In Glazunovs Werken finden sich verschiedene Elemente wieder: Russische Folklore, groß angelegte Formensprache, harmonische Fortschreitungen die nicht an die Kadenz gebunden sind, unregelmäßige Rhythmen und besondere Klangfarben. Weiterhin hatte der Komponist eine Vorliebe für Durtonarten, heroische Gesten und Apotheosen (wirkungsvolle Schlüsse). Handwerkliche Meisterschaft paart sich bei Glazunov mit vollendeter Instrumentationskunst; dabei erweckt die Musik den Eindruck ungeheurer Leichtigkeit.
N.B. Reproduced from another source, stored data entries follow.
use crate::domain::product::Product;
use crate::flows::engine::{FlowContext, ProductFlow, StepOutcome, TerminationReason};
use crate::flows::messages;
use crate::flows::states::{EndowmentStep, SessionState, StepKind};
use crate::pricing::{price_endowment_free_entry, price_endowment_tabulated, Quotation};
use crate::rates::endowment::{MAX_DURATION, MIN_DURATION};
use crate::validation::{parse_duration, parse_endowment_tier, parse_free_entry_amount};

/// FER+ endowment: tier, duration, then the monthly amount for tier H only.
#[derive(Clone, Copy, Debug, Default)]
pub struct EndowmentFlow;

impl ProductFlow for EndowmentFlow {
    type Step = EndowmentStep;

    const PRODUCT: Product = Product::Endowment;

    fn steps() -> &'static [StepKind] {
        EndowmentStep::ORDER
    }

    fn start(context: &FlowContext<'_>) -> (Self::Step, String) {
        (EndowmentStep::Tier, messages::endowment_start(&context.tables.endowment))
    }

    fn advance(
        step: &Self::Step,
        input: &str,
        context: &FlowContext<'_>,
    ) -> StepOutcome<Self::Step> {
        let tables = &context.tables.endowment;
        match step {
            EndowmentStep::Tier => match parse_endowment_tier(input, tables) {
                Ok(tier) => StepOutcome::advance(
                    EndowmentStep::Duration { tier },
                    messages::ASK_ENDOWMENT_DURATION,
                ),
                Err(error) => StepOutcome::retry(error.message),
            },
            EndowmentStep::Duration { tier } => {
                let duration = match parse_duration(input, MIN_DURATION, MAX_DURATION) {
                    Ok(duration) => duration,
                    Err(error) => return StepOutcome::retry(error.message),
                };
                let Some(participation_rate) = tables.participation_rate(duration) else {
                    return StepOutcome::retry(messages::participation_rate_missing(duration));
                };

                if tier.is_free_entry() {
                    return StepOutcome::advance(
                        EndowmentStep::FreeEntryAmount { duration, participation_rate },
                        messages::ask_free_entry_amount(),
                    );
                }
                let Some(row) = tables.grille_row(*tier) else {
                    return StepOutcome::terminate(
                        TerminationReason::LookupMiss,
                        messages::ENDOWMENT_NO_GRILLE,
                    );
                };
                match price_endowment_tabulated(*tier, duration, participation_rate, row) {
                    Ok(quote) => StepOutcome::Quoted(Quotation::Endowment(quote)),
                    Err(_) => StepOutcome::terminate(
                        TerminationReason::LookupMiss,
                        messages::ENDOWMENT_UNPRICEABLE,
                    ),
                }
            }
            EndowmentStep::FreeEntryAmount { duration, participation_rate } => {
                let amount = match parse_free_entry_amount(input) {
                    Ok(amount) => amount,
                    Err(error) => return StepOutcome::retry(error.message),
                };
                match price_endowment_free_entry(*duration, *participation_rate, amount) {
                    Ok(quote) => StepOutcome::Quoted(Quotation::Endowment(quote)),
                    Err(_) => StepOutcome::retry(messages::AMOUNT_TOO_LARGE),
                }
            }
        }
    }

    fn into_state(step: Self::Step) -> SessionState {
        SessionState::Endowment(step)
    }
}
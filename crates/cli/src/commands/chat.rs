//! Console transport: one conversation on stdin/stdout, driven by the same
//! engine as the HTTP server. Accepted exports are written as JSON recap files.

use std::fs;
use std::io::{self, BufRead, Write};
use std::path::{Path, PathBuf};
use std::sync::Arc;

use anyhow::{Context, Result};
use cotation_core::flows::messages;
use cotation_core::recap::RecapRecord;
use cotation_core::{QuoteEngine, Session};
use uuid::Uuid;

use crate::commands::{load_runtime, CommandResult, EXIT_IO};

pub const CONSOLE_SESSION_ID: &str = "console";

#[derive(Debug, Default)]
pub struct ConsoleSummary {
    pub turns: u32,
    pub exports: Vec<PathBuf>,
}

pub fn run(export_dir: &Path) -> CommandResult {
    let (config, tables) = match load_runtime("chat") {
        Ok(runtime) => runtime,
        Err(failure) => return failure,
    };
    let engine = QuoteEngine::new(Arc::new(tables), config.clock());

    let stdin = io::stdin();
    let stdout = io::stdout();
    let mut output = stdout.lock();
    match converse(&engine, stdin.lock(), &mut output, export_dir) {
        Ok(summary) => CommandResult::success(
            "chat",
            format!(
                "session ended after {} turns, {} recap(s) exported",
                summary.turns,
                summary.exports.len()
            ),
        ),
        Err(error) => CommandResult::failure("chat", "io", format!("{error:#}"), EXIT_IO),
    }
}

/// Runs turns until `input` is exhausted. Blank lines are ignored.
pub fn converse<R, W>(
    engine: &QuoteEngine,
    input: R,
    output: &mut W,
    export_dir: &Path,
) -> Result<ConsoleSummary>
where
    R: BufRead,
    W: Write,
{
    let mut session = Session::new(CONSOLE_SESSION_ID);
    let mut summary = ConsoleSummary::default();
    writeln!(output, "{}\n", messages::WELCOME).context("failed to write to console")?;

    for line in input.lines() {
        let line = line.context("failed to read console input")?;
        if line.trim().is_empty() {
            continue;
        }

        let turn = engine.handle_turn(&mut session, &line);
        summary.turns += 1;
        for message in &turn.messages {
            writeln!(output, "{message}\n").context("failed to write to console")?;
        }

        if let Some(recap) = turn.export {
            let path = write_recap(&recap, export_dir)?;
            writeln!(output, "Récapitulatif exporté : {}\n", path.display())
                .context("failed to write to console")?;
            summary.exports.push(path);
        }
    }

    output.flush().context("failed to flush console")?;
    Ok(summary)
}

fn write_recap(recap: &RecapRecord, export_dir: &Path) -> Result<PathBuf> {
    fs::create_dir_all(export_dir)
        .with_context(|| format!("failed to create export directory `{}`", export_dir.display()))?;

    let file_name = format!("cotation_{}_{}.json", recap.product.id(), Uuid::new_v4().simple());
    let path = export_dir.join(file_name);
    let body = serde_json::to_string_pretty(recap).context("failed to serialize recap")?;
    fs::write(&path, body).with_context(|| format!("failed to write `{}`", path.display()))?;
    Ok(path)
}
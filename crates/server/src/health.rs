use axum::{extract::State, http::StatusCode, routing::get, Json, Router};
use chrono::Utc;
use cotation_core::rates::{RateTables, TableSummary};
use serde::Serialize;

#[derive(Clone)]
pub struct HealthState {
    tables: Vec<TableSummary>,
    current_year: i32,
    export_format: &'static str,
}

impl HealthState {
    pub fn new(tables: &RateTables, current_year: i32, produces_pdf: bool) -> Self {
        Self {
            tables: tables.summary(),
            current_year,
            export_format: if produces_pdf { "pdf" } else { "html" },
        }
    }
}

#[derive(Clone, Debug, PartialEq, Eq, Serialize)]
pub struct HealthCheck {
    pub status: &'static str,
    pub detail: String,
}

#[derive(Clone, Debug, PartialEq, Eq, Serialize)]
pub struct HealthResponse {
    pub status: &'static str,
    pub service: HealthCheck,
    pub rate_tables: HealthCheck,
    pub tables: Vec<TableSummary>,
    pub current_year: i32,
    pub export_format: &'static str,
    pub checked_at: String,
}

pub fn router(state: HealthState) -> Router {
    Router::new().route("/health", get(health)).with_state(state)
}

pub async fn health(State(state): State<HealthState>) -> (StatusCode, Json<HealthResponse>) {
    let empty: Vec<&str> = state
        .tables
        .iter()
        .filter(|summary| summary.keys == 0)
        .map(|summary| summary.product.id())
        .collect();
    let ready = empty.is_empty();

    let rate_tables = if ready {
        HealthCheck {
            status: "ready",
            detail: format!("{} rate tables loaded", state.tables.len()),
        }
    } else {
        HealthCheck {
            status: "degraded",
            detail: format!("empty rate tables: {}", empty.join(", ")),
        }
    };

    let payload = HealthResponse {
        status: if ready { "ready" } else { "degraded" },
        service: HealthCheck {
            status: "ready",
            detail: "cotation-server runtime initialized".to_string(),
        },
        rate_tables,
        tables: state.tables,
        current_year: state.current_year,
        export_format: state.export_format,
        checked_at: Utc::now().to_rfc3339(),
    };

    let status_code = if ready { StatusCode::OK } else { StatusCode::SERVICE_UNAVAILABLE };
    (status_code, Json(payload))
}
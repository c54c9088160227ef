use crate::domain::product::Product;
use crate::flows::engine::{FlowContext, ProductFlow, StepOutcome, TerminationReason};
use crate::flows::messages;
use crate::flows::states::{BorrowerStep, SessionState, StepKind};
use crate::pricing::{price_borrower, BorrowerOutcome, Quotation};
use crate::validation::{check_age, parse_birth_year, parse_loan_duration, parse_principal};

/// Borrower insurance: birth year, loan duration in months, principal.
///
/// Unlike the other age-rated products, an age outside the table or an
/// untabulated duration ends the conversation with an advisor referral.
#[derive(Clone, Copy, Debug, Default)]
pub struct BorrowerFlow;

impl ProductFlow for BorrowerFlow {
    type Step = BorrowerStep;

    const PRODUCT: Product = Product::Borrower;

    fn steps() -> &'static [StepKind] {
        BorrowerStep::ORDER
    }

    fn start(_context: &FlowContext<'_>) -> (Self::Step, String) {
        (BorrowerStep::BirthYear, messages::BORROWER_START.to_owned())
    }

    fn advance(
        step: &Self::Step,
        input: &str,
        context: &FlowContext<'_>,
    ) -> StepOutcome<Self::Step> {
        let table = &context.tables.borrower;
        match step {
            BorrowerStep::BirthYear => {
                let birth = match parse_birth_year(input, context.current_year) {
                    Ok(birth) => birth,
                    Err(error) => return StepOutcome::retry(error.message),
                };
                let in_range =
                    table.age_range().is_some_and(|range| check_age(birth.age, range).is_ok());
                if !in_range {
                    return StepOutcome::terminate(
                        TerminationReason::AdvisorReferral,
                        messages::borrower_age_out_of_range(birth.age),
                    );
                }
                StepOutcome::advance(BorrowerStep::Duration { birth }, messages::ASK_LOAN_DURATION)
            }
            BorrowerStep::Duration { birth } => {
                let duration_months = match parse_loan_duration(input) {
                    Ok(months) => months,
                    Err(error) => return StepOutcome::retry(error.message),
                };
                if !table.has_duration(duration_months) {
                    return StepOutcome::terminate(
                        TerminationReason::AdvisorReferral,
                        messages::borrower_duration_missing(duration_months),
                    );
                }
                StepOutcome::advance(
                    BorrowerStep::Principal { birth: *birth, duration_months },
                    messages::ASK_PRINCIPAL,
                )
            }
            BorrowerStep::Principal { birth, duration_months } => {
                let principal = match parse_principal(input) {
                    Ok(principal) => principal,
                    Err(error) => return StepOutcome::retry(error.message),
                };
                let Some(rate) = table.rate(birth.age, *duration_months) else {
                    return StepOutcome::terminate(
                        TerminationReason::AdvisorReferral,
                        messages::BORROWER_NO_RATE,
                    );
                };
                match price_borrower(*birth, *duration_months, principal, rate) {
                    Ok(BorrowerOutcome::Premium(quote)) => {
                        StepOutcome::Quoted(Quotation::Borrower(quote))
                    }
                    Ok(BorrowerOutcome::ReferToAdvisor) => StepOutcome::terminate(
                        TerminationReason::ZeroRateReferral,
                        messages::BORROWER_ZERO_PREMIUM,
                    ),
                    Err(_) => StepOutcome::retry(messages::AMOUNT_TOO_LARGE),
                }
            }
        }
    }

    fn into_state(step: Self::Step) -> SessionState {
        SessionState::Borrower(step)
    }
}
Der Komponist hatte den Willen, sich alle Techniken und Stilbereiche seiner musikalischen Vorbilder anzueignen, denen er auch einzelne Werke widmete. Seine erste Symphonie ist beispielsweise Nikolai Rimskij-Korsakov gewidmet, die dritte Symphonie Pjotr Iljitsch Tschaikowsky und die Orchesterfantasie More ist Richard Wagner zugeeignet. Der Schwerpunkt von Glazunovs Schaffen liegt auf den acht Sinfonien, den programmsymphonischen Werken, den Balletten und Instrumentalkonzerten sowie der Kammermusik. Das Konzert für Violine gehört zum internationalen Repertoire, besonders hervorzuheben sind auch die Streichquartette (s.u.). 1921 gründete sich das Glazunov-Streichquartett, für das der Komponist beispielsweise sein sechstes Werk dieser Gattung schrieb. Glazunov war auch als Herausgeber tätig. Gemeinsam mit Rimskij-Korsakov sorgte er dafür, dass A. Borodins Ideen für die Oper Knajz‘ Igor (Fürst Igor) ihre letzt­endliche Form bekamen. Er bearbeitete auch Borodins 3. Symphonie und edierte zusammen mit Rimskij-Korsakov viele Werke von M. Glinka. Glazunov orchestrierte eigene und fremde Werke, unter ihnen Stücke von H. Berlioz, C. Kjui und die Klage der Dido aus H. Purcells Dido and Aeneas. E.H.


Hörtipps:
- Symphonie Nr. 2, Konzertwalzer Nr. 1, Bamberger Symphoniker, Neeme Järvi, Orfeo.
- Violinkonzert op. 82, Vadim Gluzman, Bergen Philharmonic Orchestra, Andrew Litton, BIS.
- String Quartet no. 6, op. 106, Novelettes op. 15, Utrecht String Quartet, MDG.